Deputy Economy Minister Andrei Klepach said outflows of net private capital may reach $50 billion in 2012, double the current prediction of $15 billion to $25 billion, Interfax reported yesterday. The total may be “slightly higher or lower” depending on oil prices, Klepach was cited as saying.
The world’s largest energy exporter had a $43.4 billion outflow of capital in the first half, preliminary central bank data show. Gross capital outflows have held steady at about 10 percent of economic output for the past 12 years, according to Alfa Bank.
The International Monetary Fund predicted last week that outflows will probably continue at a “moderating pace,” with strains in the euro area threatening to spur more capital flight and squeeze financing for Russian companies.
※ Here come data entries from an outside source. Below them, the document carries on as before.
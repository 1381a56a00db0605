// Copyright 2018-2022 Clemens Lutz
//
// Licensed under the Apache License, Version 2.0 (the "License");
// you may not use this file except in compliance with the License.
// You may obtain a copy of the License at
//
//     http://www.apache.org/licenses/LICENSE-2.0
//
// Unless required by applicable law or agreed to in writing, software
// distributed under the License is distributed on an "AS IS" BASIS,
// WITHOUT WARRANTIES OR CONDITIONS OF ANY KIND, either express or implied.
// See the License for the specific language governing permissions and
// limitations under the License.


use crate::block_store::BlockStore;
use crate::column_store::ColumnStore;
use crate::datum::{Datum, RowRef, Tuple};
use crate::row_store::RowStore;
use serde_derive::{Deserialize, Serialize};

/// Physical layout of a data store.
#[derive(Clone, Copy, Debug, PartialEq, Eq, Serialize, Deserialize)]
pub enum DataStoreFormat {
    Row,
    Block,
    Column,
    Hash,
    Slot,
}

/// Physical location of a tuple within a block store.
#[derive(Clone, Copy, Debug, PartialEq, Eq, Serialize, Deserialize)]
pub struct ItemPointer {
    pub block_nr: u32,
    pub line_no: u16,
}

/// Reads attributes of rows referenced by a `RowRef`.
///
/// Joined combinations only carry `RowRef`s; projections resolve them through
/// this trait.
pub trait TupleAccess {
    /// Returns `None` for the null `RowRef` and for references that are out
    /// of bounds.
    fn attr(&self, row: RowRef, col: usize) -> Option<&Datum>;
}

/// A candidate row of the source relation, handed to the scan qualifiers.
#[derive(Clone, Copy, Debug)]
pub enum SourceTuple<'a> {
    /// A row of a row-oriented or block-oriented store.
    Heap {
        t_self: Option<ItemPointer>,
        tuple: &'a Tuple,
    },
    /// A row of a column-oriented store.
    Column {
        store: &'a ColumnStore,
        row_index: u32,
    },
}

impl<'a> SourceTuple<'a> {
    pub fn attr(&self, col: usize) -> Option<&'a Datum> {
        match *self {
            SourceTuple::Heap { tuple, .. } => tuple.attr(col),
            SourceTuple::Column { store, row_index } => store.datum_at(row_index, col),
        }
    }
}

/// The driving relation of a join.
#[derive(Clone, Debug)]
pub enum DataStore {
    Row(RowStore),
    Block(BlockStore),
    Column(ColumnStore),
}

impl DataStore {
    pub fn format(&self) -> DataStoreFormat {
        match self {
            DataStore::Row(_) => DataStoreFormat::Row,
            DataStore::Block(_) => DataStoreFormat::Block,
            DataStore::Column(_) => DataStoreFormat::Column,
        }
    }

    pub fn ncols(&self) -> usize {
        match self {
            DataStore::Row(s) => s.ncols(),
            DataStore::Block(s) => s.ncols(),
            DataStore::Column(s) => s.ncols(),
        }
    }

    /// The number of items. For block stores, these are pages, not tuples.
    pub fn nitems(&self) -> u32 {
        match self {
            DataStore::Row(s) => s.nitems(),
            DataStore::Block(s) => s.nitems(),
            DataStore::Column(s) => s.nitems(),
        }
    }
}

impl TupleAccess for DataStore {
    fn attr(&self, row: RowRef, col: usize) -> Option<&Datum> {
        match self {
            DataStore::Row(s) => s.attr(row, col),
            DataStore::Block(s) => s.attr(row, col),
            DataStore::Column(s) => s.attr(row, col),
        }
    }
}

impl From<RowStore> for DataStore {
    fn from(s: RowStore) -> Self {
        DataStore::Row(s)
    }
}

impl From<BlockStore> for DataStore {
    fn from(s: BlockStore) -> Self {
        DataStore::Block(s)
    }
}

impl From<ColumnStore> for DataStore {
    fn from(s: ColumnStore) -> Self {
        DataStore::Column(s)
    }
}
While net capital inflows may have reached $3.6 billion in June because of seasonal factors, Russia risks outflows of $75 billion to $80 billion this year because of “economic weakness in Europe and the poor investment climate in Russia,” according to UralSib.
“The $50 billion capital outflow forecast by Klepach for 2012 could be sustained only if the European economy improves dramatically,” Alexei Devyatov and Olga Sterina, analysts a Moscow-based UralSib, said in a note. “If the European economy deteriorates significantly, in which case oil prices could fall substantially, then Russia’s country risks will dramatically increase.”